TASK DIRECTIONS:
Copy each line of the records that holds the string "HashMap".
━━━━━ SOURCE MATERIAL ━━━━━
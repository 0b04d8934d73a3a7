// ============================================================================
// Sequencing and Instrument Partitioning
// Prepares matcher input: chronological order, one list per instrument
// ============================================================================

use crate::domain::{Execution, OrderingPolicy};
use std::collections::HashMap;

/// One instrument's executions, in the order the matcher must see them
#[derive(Debug, Clone, PartialEq, Eq)]
pub struct InstrumentPartition {
    pub instrument: String,
    pub executions: Vec<Execution>,
}

/// Put executions into matching order.
///
/// `StableSort` sorts by timestamp and keeps input order among equal
/// timestamps. `Strict` leaves the input untouched; the matcher rejects any
/// instrument whose timestamps go backwards.
pub fn sequence(mut executions: Vec<Execution>, ordering: OrderingPolicy) -> Vec<Execution> {
    if ordering == OrderingPolicy::StableSort {
        executions.sort_by_key(|execution| execution.timestamp);
    }
    executions
}

/// Group executions by instrument.
///
/// Partitions appear in order of each instrument's first execution and keep
/// their executions in input order, so the concatenated output is
/// instrument-then-chronological.
pub fn partition_by_instrument(executions: Vec<Execution>) -> Vec<InstrumentPartition> {
    let mut index: HashMap<String, usize> = HashMap::new();
    let mut partitions: Vec<InstrumentPartition> = Vec::new();

    for execution in executions {
        let slot = match index.get(&execution.instrument) {
            Some(&slot) => slot,
            None => {
                index.insert(execution.instrument.clone(), partitions.len());
                partitions.push(InstrumentPartition {
                    instrument: execution.instrument.clone(),
                    executions: Vec::new(),
                });
                partitions.len() - 1
            }
        };
        partitions[slot].executions.push(execution);
    }

    partitions
}
// ============================================================================
// Numeric Module
// Fixed-point arithmetic for prices and realized P&L
// ============================================================================
//
// This module provides:
// - FixedDecimal<D>: Fixed-point decimal with compile-time precision
// - NumericError: Error types for arithmetic operations
// - Price/Pnl type aliases (micro-unit precision)
// - checked_quantity_sum: overflow-checked totals of u64 quantities
//
// Design principles:
// - No floating-point operations on money
// - All arithmetic returns Result (no panics)
// - i64 storage, i128 intermediates for products
// - rust_decimal::Decimal only at API boundaries

mod errors;
mod fixed_decimal;
mod quantity;

pub use errors::{NumericError, NumericResult};
pub use fixed_decimal::{FixedDecimal, Pnl, Price};
pub use quantity::checked_quantity_sum;
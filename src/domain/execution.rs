// ============================================================================
// Execution Domain Model
// ============================================================================

use crate::error::{PnlError, PnlResult};
use crate::numeric::Price;
use chrono::{DateTime, Utc};
use std::fmt;
use std::str::FromStr;

#[cfg(feature = "serde")]
use serde::{Deserialize, Serialize};

#[derive(Debug, Clone, Copy, PartialEq, Eq, Hash)]
#[cfg_attr(feature = "serde", derive(Serialize, Deserialize))]
pub enum Side {
    Buy,
    Sell,
}

impl Side {
    pub fn as_str(&self) -> &'static str {
        match self {
            Side::Buy => "BUY",
            Side::Sell => "SELL",
        }
    }
}

impl fmt::Display for Side {
    fn fmt(&self, f: &mut fmt::Formatter<'_>) -> fmt::Result {
        f.write_str(self.as_str())
    }
}

impl FromStr for Side {
    type Err = PnlError;

    /// Accepts broker transaction types (`BUY`, `sell`, ...); anything else is
    /// an invalid execution.
    fn from_str(s: &str) -> Result<Self, Self::Err> {
        match s.trim().to_ascii_uppercase().as_str() {
            "BUY" => Ok(Side::Buy),
            "SELL" => Ok(Side::Sell),
            other => Err(PnlError::invalid(format!(
                "unsupported transaction type {other:?}"
            ))),
        }
    }
}

/// One completed trade fill.
///
/// Executions of the same `instrument` are matched against each other and
/// nothing else. `order_id` is carried through to the realized matches for
/// display only.
#[derive(Debug, Clone, PartialEq, Eq)]
#[cfg_attr(feature = "serde", derive(Serialize, Deserialize))]
pub struct Execution {
    pub instrument: String,
    pub side: Side,
    /// Units transacted, always > 0 once validated
    pub quantity: u64,
    pub price: Price,
    pub timestamp: DateTime<Utc>,
    #[cfg_attr(feature = "serde", serde(default))]
    pub order_id: Option<String>,
}

impl Execution {
    /// Create a validated execution.
    ///
    /// # Errors
    /// `InvalidExecution` for an empty instrument, zero quantity or a
    /// negative price.
    pub fn new(
        instrument: impl Into<String>,
        side: Side,
        quantity: u64,
        price: Price,
        timestamp: DateTime<Utc>,
    ) -> PnlResult<Self> {
        let execution = Self {
            instrument: instrument.into(),
            side,
            quantity,
            price,
            timestamp,
            order_id: None,
        };
        execution.validate()?;
        Ok(execution)
    }

    pub fn buy(
        instrument: impl Into<String>,
        quantity: u64,
        price: Price,
        timestamp: DateTime<Utc>,
    ) -> PnlResult<Self> {
        Self::new(instrument, Side::Buy, quantity, price, timestamp)
    }

    pub fn sell(
        instrument: impl Into<String>,
        quantity: u64,
        price: Price,
        timestamp: DateTime<Utc>,
    ) -> PnlResult<Self> {
        Self::new(instrument, Side::Sell, quantity, price, timestamp)
    }

    pub fn with_order_id(mut self, order_id: impl Into<String>) -> Self {
        self.order_id = Some(order_id.into());
        self
    }

    /// Check the execution invariants.
    ///
    /// Fields are public, so the matcher re-checks every execution it is
    /// handed rather than trusting construction.
    pub fn validate(&self) -> PnlResult<()> {
        if self.instrument.trim().is_empty() {
            return Err(PnlError::invalid("instrument cannot be empty"));
        }
        if self.quantity == 0 {
            return Err(PnlError::invalid(format!(
                "{} {} quantity must be positive",
                self.instrument, self.side
            )));
        }
        if self.price.is_negative() {
            return Err(PnlError::invalid(format!(
                "{} {} price {} is negative",
                self.instrument, self.side, self.price
            )));
        }
        Ok(())
    }

    #[inline]
    pub fn is_buy(&self) -> bool {
        self.side == Side::Buy
    }
}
━━━━━
ANSWER BELOW:
use std::collections::HashMap;
    let mut index: HashMap<String, usize> = HashMap::new();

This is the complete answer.